**Task statement**
Wherever the string "with" occurs in a line of these records, report that line.

------ Data listing

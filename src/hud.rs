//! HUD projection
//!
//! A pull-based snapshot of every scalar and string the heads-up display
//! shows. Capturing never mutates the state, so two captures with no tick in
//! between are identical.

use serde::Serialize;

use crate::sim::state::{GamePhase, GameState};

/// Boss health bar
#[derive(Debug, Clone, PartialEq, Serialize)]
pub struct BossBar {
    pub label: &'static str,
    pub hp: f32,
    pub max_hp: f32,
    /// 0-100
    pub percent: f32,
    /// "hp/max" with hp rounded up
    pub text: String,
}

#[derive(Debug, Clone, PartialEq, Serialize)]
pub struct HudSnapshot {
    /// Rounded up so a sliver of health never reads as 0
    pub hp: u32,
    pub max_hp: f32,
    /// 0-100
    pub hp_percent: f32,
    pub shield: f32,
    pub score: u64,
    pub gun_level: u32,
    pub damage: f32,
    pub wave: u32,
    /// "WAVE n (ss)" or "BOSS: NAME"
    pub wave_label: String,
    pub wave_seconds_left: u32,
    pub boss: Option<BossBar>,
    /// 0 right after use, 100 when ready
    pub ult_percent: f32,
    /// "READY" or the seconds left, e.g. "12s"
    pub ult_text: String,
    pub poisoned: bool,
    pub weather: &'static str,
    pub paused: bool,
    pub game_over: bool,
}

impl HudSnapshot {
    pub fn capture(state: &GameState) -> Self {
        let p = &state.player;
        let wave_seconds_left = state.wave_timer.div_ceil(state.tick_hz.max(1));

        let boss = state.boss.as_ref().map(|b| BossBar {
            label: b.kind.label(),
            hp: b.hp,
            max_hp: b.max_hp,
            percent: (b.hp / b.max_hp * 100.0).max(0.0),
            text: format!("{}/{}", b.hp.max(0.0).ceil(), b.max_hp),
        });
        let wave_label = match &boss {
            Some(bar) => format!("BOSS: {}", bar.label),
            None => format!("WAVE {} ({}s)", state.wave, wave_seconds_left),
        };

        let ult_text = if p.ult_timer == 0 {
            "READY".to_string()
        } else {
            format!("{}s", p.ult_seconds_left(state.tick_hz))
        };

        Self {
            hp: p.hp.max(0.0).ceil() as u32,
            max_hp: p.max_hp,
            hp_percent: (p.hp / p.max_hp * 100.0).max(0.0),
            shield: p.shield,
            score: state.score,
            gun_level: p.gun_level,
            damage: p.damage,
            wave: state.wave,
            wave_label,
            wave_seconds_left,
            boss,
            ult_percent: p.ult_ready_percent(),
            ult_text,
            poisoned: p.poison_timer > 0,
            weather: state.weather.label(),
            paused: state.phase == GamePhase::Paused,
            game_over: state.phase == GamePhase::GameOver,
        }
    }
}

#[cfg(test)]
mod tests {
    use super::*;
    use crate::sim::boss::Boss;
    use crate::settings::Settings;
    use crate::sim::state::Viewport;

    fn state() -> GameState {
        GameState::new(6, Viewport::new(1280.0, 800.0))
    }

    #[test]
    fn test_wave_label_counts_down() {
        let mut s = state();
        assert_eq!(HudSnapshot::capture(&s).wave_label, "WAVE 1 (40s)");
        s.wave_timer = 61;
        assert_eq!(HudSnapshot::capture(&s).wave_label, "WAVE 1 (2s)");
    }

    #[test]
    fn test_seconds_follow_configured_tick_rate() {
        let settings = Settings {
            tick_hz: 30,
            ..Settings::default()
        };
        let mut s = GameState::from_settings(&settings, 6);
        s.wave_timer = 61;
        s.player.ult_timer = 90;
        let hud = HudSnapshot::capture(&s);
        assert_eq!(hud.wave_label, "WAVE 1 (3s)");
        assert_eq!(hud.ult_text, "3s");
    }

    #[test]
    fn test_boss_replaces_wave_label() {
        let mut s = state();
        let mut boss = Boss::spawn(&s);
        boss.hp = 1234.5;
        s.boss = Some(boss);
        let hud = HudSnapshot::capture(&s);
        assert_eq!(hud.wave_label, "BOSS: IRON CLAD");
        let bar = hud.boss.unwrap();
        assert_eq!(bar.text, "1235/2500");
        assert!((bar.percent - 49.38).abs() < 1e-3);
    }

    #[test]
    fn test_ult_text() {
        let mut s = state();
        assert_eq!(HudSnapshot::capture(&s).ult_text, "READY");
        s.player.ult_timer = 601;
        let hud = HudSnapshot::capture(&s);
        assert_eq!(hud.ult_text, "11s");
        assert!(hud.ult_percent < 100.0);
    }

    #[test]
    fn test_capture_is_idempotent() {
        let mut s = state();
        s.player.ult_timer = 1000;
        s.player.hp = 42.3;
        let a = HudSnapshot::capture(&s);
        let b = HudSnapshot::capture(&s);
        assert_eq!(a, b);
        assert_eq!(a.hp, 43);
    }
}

------------

**Answer to the exercise**
//! shows. Capturing never mutates the state, so two captures with no tick in
    /// "hp/max" with hp rounded up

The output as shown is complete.